§ **Exercise instructions**: Your answer must be every line below, repeated exactly.

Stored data
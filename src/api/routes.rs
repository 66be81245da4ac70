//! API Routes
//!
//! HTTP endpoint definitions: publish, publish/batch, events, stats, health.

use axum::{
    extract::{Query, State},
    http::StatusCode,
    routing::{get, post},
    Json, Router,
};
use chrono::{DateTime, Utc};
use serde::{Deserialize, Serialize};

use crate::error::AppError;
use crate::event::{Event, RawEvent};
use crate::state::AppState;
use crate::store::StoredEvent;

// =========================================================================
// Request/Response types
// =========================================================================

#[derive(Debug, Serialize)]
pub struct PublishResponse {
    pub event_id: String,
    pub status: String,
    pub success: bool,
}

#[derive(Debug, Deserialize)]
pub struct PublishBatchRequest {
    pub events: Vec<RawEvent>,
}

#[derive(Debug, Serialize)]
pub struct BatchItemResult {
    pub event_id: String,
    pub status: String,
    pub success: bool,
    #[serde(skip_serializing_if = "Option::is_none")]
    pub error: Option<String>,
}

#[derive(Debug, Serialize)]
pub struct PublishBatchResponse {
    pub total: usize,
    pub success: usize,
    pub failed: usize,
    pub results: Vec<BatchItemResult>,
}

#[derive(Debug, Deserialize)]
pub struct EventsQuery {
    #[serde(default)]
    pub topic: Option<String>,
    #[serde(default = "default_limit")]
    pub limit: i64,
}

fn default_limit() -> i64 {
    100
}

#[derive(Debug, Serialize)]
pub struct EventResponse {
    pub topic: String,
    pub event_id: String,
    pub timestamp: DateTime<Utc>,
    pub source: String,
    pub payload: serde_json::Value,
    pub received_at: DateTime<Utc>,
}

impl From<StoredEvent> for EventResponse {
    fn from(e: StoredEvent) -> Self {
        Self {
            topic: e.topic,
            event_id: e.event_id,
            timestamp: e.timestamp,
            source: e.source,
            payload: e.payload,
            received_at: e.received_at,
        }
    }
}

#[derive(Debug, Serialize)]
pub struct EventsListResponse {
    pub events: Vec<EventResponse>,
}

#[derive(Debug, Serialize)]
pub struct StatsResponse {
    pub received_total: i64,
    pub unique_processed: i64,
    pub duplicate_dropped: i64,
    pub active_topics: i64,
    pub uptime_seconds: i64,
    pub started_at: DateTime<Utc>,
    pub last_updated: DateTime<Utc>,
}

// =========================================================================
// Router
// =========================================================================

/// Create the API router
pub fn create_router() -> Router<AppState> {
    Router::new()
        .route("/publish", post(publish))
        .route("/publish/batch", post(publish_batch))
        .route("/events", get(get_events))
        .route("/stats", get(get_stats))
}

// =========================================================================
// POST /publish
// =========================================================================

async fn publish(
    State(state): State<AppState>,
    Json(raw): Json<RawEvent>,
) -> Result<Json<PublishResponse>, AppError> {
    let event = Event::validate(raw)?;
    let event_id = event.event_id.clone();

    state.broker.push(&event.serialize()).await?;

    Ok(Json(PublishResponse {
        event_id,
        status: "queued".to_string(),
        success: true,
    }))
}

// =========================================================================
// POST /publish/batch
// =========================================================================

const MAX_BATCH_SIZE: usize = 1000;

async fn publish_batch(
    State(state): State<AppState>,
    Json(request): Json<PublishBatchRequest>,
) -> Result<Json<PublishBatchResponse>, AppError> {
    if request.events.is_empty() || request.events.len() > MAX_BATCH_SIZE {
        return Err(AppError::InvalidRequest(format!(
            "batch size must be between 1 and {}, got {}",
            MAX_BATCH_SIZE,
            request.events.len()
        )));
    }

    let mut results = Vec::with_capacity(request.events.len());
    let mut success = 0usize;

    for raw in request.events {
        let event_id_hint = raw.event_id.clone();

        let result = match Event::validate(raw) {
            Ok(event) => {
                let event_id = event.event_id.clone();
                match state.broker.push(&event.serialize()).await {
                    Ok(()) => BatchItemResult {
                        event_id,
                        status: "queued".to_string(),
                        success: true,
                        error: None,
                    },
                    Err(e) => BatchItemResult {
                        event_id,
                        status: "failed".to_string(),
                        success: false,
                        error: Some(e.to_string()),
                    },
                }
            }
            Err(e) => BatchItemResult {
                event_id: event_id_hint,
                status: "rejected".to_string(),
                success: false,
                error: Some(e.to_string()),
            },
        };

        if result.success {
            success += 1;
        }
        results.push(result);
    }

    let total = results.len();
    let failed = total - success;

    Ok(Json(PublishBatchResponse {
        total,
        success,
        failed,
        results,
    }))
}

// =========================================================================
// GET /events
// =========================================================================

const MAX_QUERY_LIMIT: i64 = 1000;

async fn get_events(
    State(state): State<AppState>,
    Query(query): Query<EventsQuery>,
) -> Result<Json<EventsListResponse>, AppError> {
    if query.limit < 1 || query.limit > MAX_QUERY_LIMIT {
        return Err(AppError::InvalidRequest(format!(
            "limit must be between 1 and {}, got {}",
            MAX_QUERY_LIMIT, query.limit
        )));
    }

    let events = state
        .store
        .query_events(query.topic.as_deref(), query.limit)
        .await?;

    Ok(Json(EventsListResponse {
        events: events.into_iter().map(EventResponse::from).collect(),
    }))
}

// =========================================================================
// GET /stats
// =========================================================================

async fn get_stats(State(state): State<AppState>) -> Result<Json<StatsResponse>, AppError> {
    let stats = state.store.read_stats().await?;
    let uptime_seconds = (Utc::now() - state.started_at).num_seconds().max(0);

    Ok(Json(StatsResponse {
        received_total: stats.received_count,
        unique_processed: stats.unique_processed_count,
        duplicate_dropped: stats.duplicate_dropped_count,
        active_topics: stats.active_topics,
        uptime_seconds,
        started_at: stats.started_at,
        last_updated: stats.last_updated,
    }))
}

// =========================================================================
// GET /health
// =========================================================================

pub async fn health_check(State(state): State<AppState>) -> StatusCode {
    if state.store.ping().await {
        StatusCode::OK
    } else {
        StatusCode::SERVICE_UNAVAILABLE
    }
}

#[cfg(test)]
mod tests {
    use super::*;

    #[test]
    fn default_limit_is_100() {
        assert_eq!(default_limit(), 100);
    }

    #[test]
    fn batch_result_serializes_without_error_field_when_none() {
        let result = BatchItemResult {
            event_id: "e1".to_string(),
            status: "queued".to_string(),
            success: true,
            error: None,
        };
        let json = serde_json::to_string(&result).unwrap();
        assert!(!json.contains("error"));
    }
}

§ **Worked solution**:
filename src/api/routes.rs
repository 66be81245da4ac70
//! API Routes
//!
//! HTTP endpoint definitions: publish, publish/batch, events, stats, health.

use axum::{
    extract::{Query, State},
    http::StatusCode,
    routing::{get, post},
    Json, Router,
};
use chrono::{DateTime, Utc};
use serde::{Deserialize, Serialize};

use crate::error::AppError;
use crate::event::{Event, RawEvent};
use crate::state::AppState;
use crate::store::StoredEvent;

// =========================================================================
// Request/Response types
// =========================================================================

#[derive(Debug, Serialize)]
pub struct PublishResponse {
    pub event_id: String,
    pub status: String,
    pub success: bool,
}

#[derive(Debug, Deserialize)]
pub struct PublishBatchRequest {
    pub events: Vec<RawEvent>,
}

#[derive(Debug, Serialize)]
pub struct BatchItemResult {
    pub event_id: String,
    pub status: String,
    pub success: bool,
    #[serde(skip_serializing_if = "Option::is_none")]
    pub error: Option<String>,
}

#[derive(Debug, Serialize)]
pub struct PublishBatchResponse {
    pub total: usize,
    pub success: usize,
    pub failed: usize,
    pub results: Vec<BatchItemResult>,
}

#[derive(Debug, Deserialize)]
pub struct EventsQuery {
    #[serde(default)]
    pub topic: Option<String>,
    #[serde(default = "default_limit")]
    pub limit: i64,
}

fn default_limit() -> i64 {
    100
}

#[derive(Debug, Serialize)]
pub struct EventResponse {
    pub topic: String,
    pub event_id: String,
    pub timestamp: DateTime<Utc>,
    pub source: String,
    pub payload: serde_json::Value,
    pub received_at: DateTime<Utc>,
}

impl From<StoredEvent> for EventResponse {
    fn from(e: StoredEvent) -> Self {
        Self {
            topic: e.topic,
            event_id: e.event_id,
            timestamp: e.timestamp,
            source: e.source,
            payload: e.payload,
            received_at: e.received_at,
        }
    }
}

#[derive(Debug, Serialize)]
pub struct EventsListResponse {
    pub events: Vec<EventResponse>,
}

#[derive(Debug, Serialize)]
pub struct StatsResponse {
    pub received_total: i64,
    pub unique_processed: i64,
    pub duplicate_dropped: i64,
    pub active_topics: i64,
    pub uptime_seconds: i64,
    pub started_at: DateTime<Utc>,
    pub last_updated: DateTime<Utc>,
}

// =========================================================================
// Router
// =========================================================================

/// Create the API router
pub fn create_router() -> Router<AppState> {
    Router::new()
        .route("/publish", post(publish))
        .route("/publish/batch", post(publish_batch))
        .route("/events", get(get_events))
        .route("/stats", get(get_stats))
}

// =========================================================================
// POST /publish
// =========================================================================

async fn publish(
    State(state): State<AppState>,
    Json(raw): Json<RawEvent>,
) -> Result<Json<PublishResponse>, AppError> {
    let event = Event::validate(raw)?;
    let event_id = event.event_id.clone();

    state.broker.push(&event.serialize()).await?;

    Ok(Json(PublishResponse {
        event_id,
        status: "queued".to_string(),
        success: true,
    }))
}

// =========================================================================
// POST /publish/batch
// =========================================================================

const MAX_BATCH_SIZE: usize = 1000;

async fn publish_batch(
    State(state): State<AppState>,
    Json(request): Json<PublishBatchRequest>,
) -> Result<Json<PublishBatchResponse>, AppError> {
    if request.events.is_empty() || request.events.len() > MAX_BATCH_SIZE {
        return Err(AppError::InvalidRequest(format!(
            "batch size must be between 1 and {}, got {}",
            MAX_BATCH_SIZE,
            request.events.len()
        )));
    }

    let mut results = Vec::with_capacity(request.events.len());
    let mut success = 0usize;

    for raw in request.events {
        let event_id_hint = raw.event_id.clone();

        let result = match Event::validate(raw) {
            Ok(event) => {
                let event_id = event.event_id.clone();
                match state.broker.push(&event.serialize()).await {
                    Ok(()) => BatchItemResult {
                        event_id,
                        status: "queued".to_string(),
                        success: true,
                        error: None,
                    },
                    Err(e) => BatchItemResult {
                        event_id,
                        status: "failed".to_string(),
                        success: false,
                        error: Some(e.to_string()),
                    },
                }
            }
            Err(e) => BatchItemResult {
                event_id: event_id_hint,
                status: "rejected".to_string(),
                success: false,
                error: Some(e.to_string()),
            },
        };

        if result.success {
            success += 1;
        }
        results.push(result);
    }

    let total = results.len();
    let failed = total - success;

    Ok(Json(PublishBatchResponse {
        total,
        success,
        failed,
        results,
    }))
}

// =========================================================================
// GET /events
// =========================================================================

const MAX_QUERY_LIMIT: i64 = 1000;

async fn get_events(
    State(state): State<AppState>,
    Query(query): Query<EventsQuery>,
) -> Result<Json<EventsListResponse>, AppError> {
    if query.limit < 1 || query.limit > MAX_QUERY_LIMIT {
        return Err(AppError::InvalidRequest(format!(
            "limit must be between 1 and {}, got {}",
            MAX_QUERY_LIMIT, query.limit
        )));
    }

    let events = state
        .store
        .query_events(query.topic.as_deref(), query.limit)
        .await?;

    Ok(Json(EventsListResponse {
        events: events.into_iter().map(EventResponse::from).collect(),
    }))
}

// =========================================================================
// GET /stats
// =========================================================================

async fn get_stats(State(state): State<AppState>) -> Result<Json<StatsResponse>, AppError> {
    let stats = state.store.read_stats().await?;
    let uptime_seconds = (Utc::now() - state.started_at).num_seconds().max(0);

    Ok(Json(StatsResponse {
        received_total: stats.received_count,
        unique_processed: stats.unique_processed_count,
        duplicate_dropped: stats.duplicate_dropped_count,
        active_topics: stats.active_topics,
        uptime_seconds,
        started_at: stats.started_at,
        last_updated: stats.last_updated,
    }))
}

// =========================================================================
// GET /health
// =========================================================================

pub async fn health_check(State(state): State<AppState>) -> StatusCode {
    if state.store.ping().await {
        StatusCode::OK
    } else {
        StatusCode::SERVICE_UNAVAILABLE
    }
}

#[cfg(test)]
mod tests {
    use super::*;

    #[test]
    fn default_limit_is_100() {
        assert_eq!(default_limit(), 100);
    }

    #[test]
    fn batch_result_serializes_without_error_field_when_none() {
        let result = BatchItemResult {
            event_id: "e1".to_string(),
            status: "queued".to_string(),
            success: true,
            error: None,
        };
        let json = serde_json::to_string(&result).unwrap();
        assert!(!json.contains("error"));
    }
}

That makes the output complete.